Boosting red America and weakening blue America. The administration is trying to conduct the U.S. Census in a way that results in fewer undocumented immigrants being counted as part of the population, a move that would likely result in fewer congressional seats in Democratic-leaning areas, particularly California. In a second Trump term, I would expect more moves that empower conservative-leaning areas, states and industries and weaken Democratic-leaning ones. For example, the administration might tell Twitter that it must either allow Trump to tweet whatever he wants, even if his tweets include falsehoods, or face intense federal investigations if the company tries to remove his tweets that violate Twitter’s policies.

Amelia Thomson-DeVeaux

Remember When Trump Got Impeached? That Was Less Than A Year Ago.

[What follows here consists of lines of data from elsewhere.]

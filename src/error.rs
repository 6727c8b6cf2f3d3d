//! Pipeline error types.
//!
//! Every failure is fatal. Each variant knows which pipeline stage produced
//! it so the top level can name the failing stage.

use crate::models::Stage;
use std::path::PathBuf;
use thiserror::Error;

/// Errors raised by the analysis pipeline.
#[derive(Error, Debug)]
pub enum PipelineError {
    /// Source file could not be opened or read.
    #[error("cannot read {}: {source}", .path.display())]
    Unreadable {
        path: PathBuf,
        #[source]
        source: std::io::Error,
    },

    /// A row (or the header) violates the fixed 8-column schema.
    #[error("{}: line {line}: {message}", .path.display())]
    DataFormat {
        path: PathBuf,
        line: u64,
        message: String,
    },

    /// No readings were loaded, so the means are undefined.
    #[error("dataset is empty; averages are undefined")]
    EmptyDataset,

    /// The report could not be serialized.
    #[error("failed to render report: {0}")]
    Render(#[from] serde_json::Error),

    /// The destination could not be created or written.
    #[error("cannot write report to {}: {source}", .path.display())]
    Write {
        path: PathBuf,
        #[source]
        source: std::io::Error,
    },
}

impl PipelineError {
    /// The stage that produced this error.
    pub fn stage(&self) -> Stage {
        match self {
            PipelineError::Unreadable { .. } | PipelineError::DataFormat { .. } => Stage::Load,
            PipelineError::EmptyDataset => Stage::Aggregate,
            PipelineError::Render(_) => Stage::Report,
            PipelineError::Write { .. } => Stage::Write,
        }
    }
}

Trump is the first president to run for reelection after being impeached, which is why it’s all the more surprising that his impeachment — which happened less than a year ago! — has barely come up during this year’s presidential campaign.

Of course, a lot has happened since last winter, when Trump’s impeachment hearings and trial were taking place — namely, a global pandemic. But even shortly after it happened, it was clear that the impeachment process hadn’t had a big impact on the way Americans thought about Trump. We know that because we tracked the same group of Americans through Ipsos’s KnowledgePanel between November 2019 and February 2020, interviewing them every couple of weeks to find out how their views on impeachment were changing.

What we found was that basically no one budged from their partisan camps. Democrats became more convinced of Trump’s guilt as the hearings and trial unwound, and Republicans became more convinced of his innocence. But Democrats in particular ended the process more concerned that Trump’s reelection chances would actually be helped by his impeachment.

That doesn’t seem to have panned out — at least, in the sense that Trump hasn’t been able to use his impeachment to fire up his base, or criticize the Democrats. More than anything, it’s a reminder of just how much has happened in this long, crazy year, and how much the pandemic has shifted the political context of the 2020 race.